Andreanecia Morris Executive Director Housing NOLA

The last seventeen years have seen so many things change in New Orleans. At one point, we were the fastest growing city in America, but today our failure to guarantee housing has made staying impossible. In the ten years after Hurricane Katrina, the flood waters receded and over 88,000 subsidized homes and apartment were either built or rehabbed—with most of those homes going to people whose lives had been upended by Hurricane Katrina and found themselves without a home. Today, we still need to bring home over 55,000 people and we’re no closer to getting there than we were on the 10th Anniversary of Hurricane Katrina. Last year Hurricane Ida reminded us of how vulnerable and unprepared we were to deal with our changing climate. The vulnerabilities that were exposed during Hurricane Katrina and Rita haven’t gone away. We’ve just built new homes and different opportunities on top of an incredibly shaky system.
We say #PutHousingFirst because we know that stabilizing everyone in New Orleans is not only possible, but also the only path forward. And our failure to do that is so deeply entrenched that now, as we approach the one-year anniversary of Hurricane Ida and the 17th Anniversary of Hurricane Katrina, our leaders are ignoring the lessons we learned. Last year during Hurricane Ida every single person in the metro New Orleans area, the river parishes, and the Houma – Thibodaux area were effectively rendered homeless. Those who lost their homes due to storm damage experienced more traditional homelessness, but those of us who were without power for weeks and were forced to camp out in our own homes and try to make do with generators or find shelter with friends or in other communities experienced a type of homelessness as well. It is sad and tragic that less than a year later, not only have we not addressed the needs of the people who are still unhoused, we now have community members and elected officials attacking and blaming the homeless with no consideration or reflection on what happened to each and every one of us one year ago.

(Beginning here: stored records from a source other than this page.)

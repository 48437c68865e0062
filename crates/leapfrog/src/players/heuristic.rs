//! Automatic player driven by the heuristic evaluator.

use super::Player;
use anyhow::Result;
use leapfrog_rules::{Game, Heuristic};
use std::time::Duration;
use tracing::debug;

/// Plays the heuristic's best move, or passes when it has none.
pub struct HeuristicPlayer {
    name: String,
    heuristic: Heuristic,
    delay: Duration,
}

impl HeuristicPlayer {
    /// Creates a heuristic player that answers immediately.
    pub fn new(name: impl Into<String>) -> Self {
        Self {
            name: name.into(),
            heuristic: Heuristic::new(),
            delay: Duration::ZERO,
        }
    }

    /// Sets a pause before each answer so moves can be followed on screen.
    pub fn with_delay(mut self, delay: Duration) -> Self {
        self.delay = delay;
        self
    }
}

#[async_trait::async_trait]
impl Player for HeuristicPlayer {
    async fn next_command(&mut self, game: &Game) -> Result<String> {
        debug!(ai = %self.name, "Heuristic choosing move");

        if !self.delay.is_zero() {
            tokio::time::sleep(self.delay).await;
        }

        let command = self
            .heuristic
            .suggest(game)
            .unwrap_or_else(|| "pass".to_string());
        debug!(ai = %self.name, %command, "Heuristic chose");
        Ok(command)
    }

    fn name(&self) -> &str {
        &self.name
    }

    fn is_automatic(&self) -> bool {
        true
    }
}
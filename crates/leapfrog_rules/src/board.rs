//! Grid storage, move classification and the primitive mutations.

use crate::error::SetupError;
use crate::notation::column_label;
use crate::types::{Coord, MAX_SIZE, MIN_SIZE, MoveKind, Piece, Player, Square};
use serde::{Deserialize, Serialize};
use tracing::{debug, instrument};

/// Square board of `size × size` cells, stored row-major.
///
/// The size never changes after construction. Pieces only move through
/// [`Board::apply_move`] and [`Board::apply_capture`].
#[derive(Debug, Clone, PartialEq, Eq, Hash, Serialize, Deserialize)]
pub struct Board {
    pub(crate) size: usize,
    cells: Vec<Square>,
}

impl Board {
    /// Creates a board with the default triangular layout.
    ///
    /// `size` is clamped to 3..=9.
    #[instrument]
    pub fn new(size: usize) -> Self {
        let mut board = Self::empty(size);
        board.fill_default_layout();
        board
    }

    /// Creates a board with no pieces.
    #[instrument]
    pub fn empty(size: usize) -> Self {
        let size = size.clamp(MIN_SIZE, MAX_SIZE);
        Self {
            size,
            cells: vec![Square::Empty; size * size],
        }
    }

    /// Creates a board from an explicit placement list.
    ///
    /// Later entries overwrite earlier ones on the same cell.
    ///
    /// # Errors
    ///
    /// Returns a [`SetupError`] if an entry lies outside the (clamped) board.
    #[instrument(skip(pieces))]
    pub fn with_pieces(
        size: usize,
        pieces: impl IntoIterator<Item = (i32, i32, Player)>,
    ) -> Result<Self, SetupError> {
        let mut board = Self::empty(size);
        for (x, y, owner) in pieces {
            let at = Coord::new(x, y);
            if !board.contains(at) {
                return Err(SetupError::new(format!(
                    "piece at ({}, {}) is outside a {}x{} board",
                    x, y, board.size, board.size
                )));
            }
            board.set(at, Square::Occupied(owner));
        }
        Ok(board)
    }

    /// Places both sides in opposite triangles split by the anti-diagonal.
    ///
    /// Black fills `x + y < n - 1`, White fills `x + y > n - 1`, and each
    /// side takes `(n - 1) / 2` cells from its own end of the anti-diagonal.
    /// The middle of the diagonal stays empty: one cell for odd sizes, two
    /// for even sizes.
    fn fill_default_layout(&mut self) {
        let n = self.size as i32;
        for i in 0..n {
            if 2 * i < n - 2 {
                self.set(Coord::new(i, n - 1 - i), Square::Occupied(Player::Black));
                self.set(Coord::new(n - 1 - i, i), Square::Occupied(Player::White));
            }
            for j in 0..i {
                self.set(Coord::new(j, n - 1 - i), Square::Occupied(Player::Black));
                self.set(Coord::new(n - 1 - j, i), Square::Occupied(Player::White));
            }
        }
        debug!(
            size = self.size,
            black = self.count(Player::Black),
            white = self.count(Player::White),
            "Default layout placed"
        );
    }

    /// Returns the board size.
    pub fn size(&self) -> usize {
        self.size
    }

    /// Checks whether a coordinate lies on the board.
    pub fn contains(&self, at: Coord) -> bool {
        let n = self.size as i32;
        (0..n).contains(&at.x) && (0..n).contains(&at.y)
    }

    fn index(&self, at: Coord) -> usize {
        at.y as usize * self.size + at.x as usize
    }

    /// Gets the square at `at`.
    ///
    /// Unchecked: panics if `at` is off the board.
    pub fn get(&self, at: Coord) -> Square {
        self.cells[self.index(at)]
    }

    /// Sets the square at `at`.
    ///
    /// Unchecked: panics if `at` is off the board.
    pub fn set(&mut self, at: Coord, square: Square) {
        let idx = self.index(at);
        self.cells[idx] = square;
    }

    /// Returns every occupied cell in row-major order (row by row, left to right).
    pub fn pieces(&self) -> Vec<Piece> {
        let n = self.size as i32;
        let mut result = Vec::new();
        for y in 0..n {
            for x in 0..n {
                if let Square::Occupied(owner) = self.get(Coord::new(x, y)) {
                    result.push(Piece::new(x, y, owner));
                }
            }
        }
        result
    }

    /// Counts the pieces of one player.
    pub fn count(&self, player: Player) -> usize {
        self.cells
            .iter()
            .filter(|s| **s == Square::Occupied(player))
            .count()
    }

    /// Classifies the move `from → to`.
    ///
    /// - Off-board endpoint or empty source: Invalid.
    /// - Distance 1 or √2 onto an empty cell: Simple.
    /// - Distance 2 or √8 onto an empty cell over an opposing piece: Capture.
    /// - Anything else, including staying in place: Invalid.
    pub fn classify_move(&self, from: Coord, to: Coord) -> MoveKind {
        if !self.contains(from) || !self.contains(to) {
            return MoveKind::Invalid;
        }

        let Square::Occupied(mover) = self.get(from) else {
            return MoveKind::Invalid;
        };

        if !self.get(to).is_empty() {
            return MoveKind::Invalid;
        }

        match from.distance_squared(to) {
            1 | 2 => MoveKind::Simple,
            4 | 8 => match self.get(from.midpoint(to)) {
                Square::Occupied(jumped) if jumped != mover => MoveKind::Capture,
                _ => MoveKind::Invalid,
            },
            _ => MoveKind::Invalid,
        }
    }

    /// Relocates the piece at `from` to `to`, clearing the source.
    ///
    /// The caller must have classified the move as [`MoveKind::Simple`].
    pub fn apply_move(&mut self, from: Coord, to: Coord) {
        let piece = self.get(from);
        self.set(to, piece);
        self.set(from, Square::Empty);
    }

    /// Relocates the piece at `from` to `to` and removes the jumped piece.
    ///
    /// The caller must have classified the move as [`MoveKind::Capture`].
    pub fn apply_capture(&mut self, from: Coord, to: Coord) {
        self.apply_move(from, to);
        self.set(from.midpoint(to), Square::Empty);
    }
}

impl std::fmt::Display for Board {
    fn fmt(&self, f: &mut std::fmt::Formatter<'_>) -> std::fmt::Result {
        let n = self.size as i32;
        for y in 0..n {
            write!(f, "{:>2} ", y + 1)?;
            for x in 0..n {
                let symbol = match self.get(Coord::new(x, y)) {
                    Square::Empty => '.',
                    Square::Occupied(player) => player.symbol(),
                };
                write!(f, " {}", symbol)?;
            }
            writeln!(f)?;
        }
        write!(f, "   ")?;
        for x in 0..self.size {
            write!(f, " {}", column_label(x))?;
        }
        Ok(())
    }
}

Recent headlines and articles paint those who are experiencing homelessness as “hurting businesses’ bottom line and negatively impacting curb appeal.” We are a city that has long prioritized appearing to pull together while pushing struggling residents out of the picture. And now we have officials saying the homeless want to stay homeless or harassing people for likes and clicks on social media. This completely dismisses all systematic barriers that prevent our most vulnerable from being able to choose any other option. And I wish I could say I was surprised by this turn of events—given the recent narrative in mainstream media, we are not completely surprised by these sentiments. Last year, we had elected officials garnering press by invoking the welfare queen stereotype while evictions for Black women and their children skyrocketed because of COVID.

This rhetoric is extremely harmful, and we cannot continue to disparage our homeless community this way. This isn’t an “us vs. them” scenario. We are all a part of New Orleans. We all belong here, and we need a community that puts its people first. If we don’t #PutHousingFirst, we will face an emergency from which New Orleans can’t recover.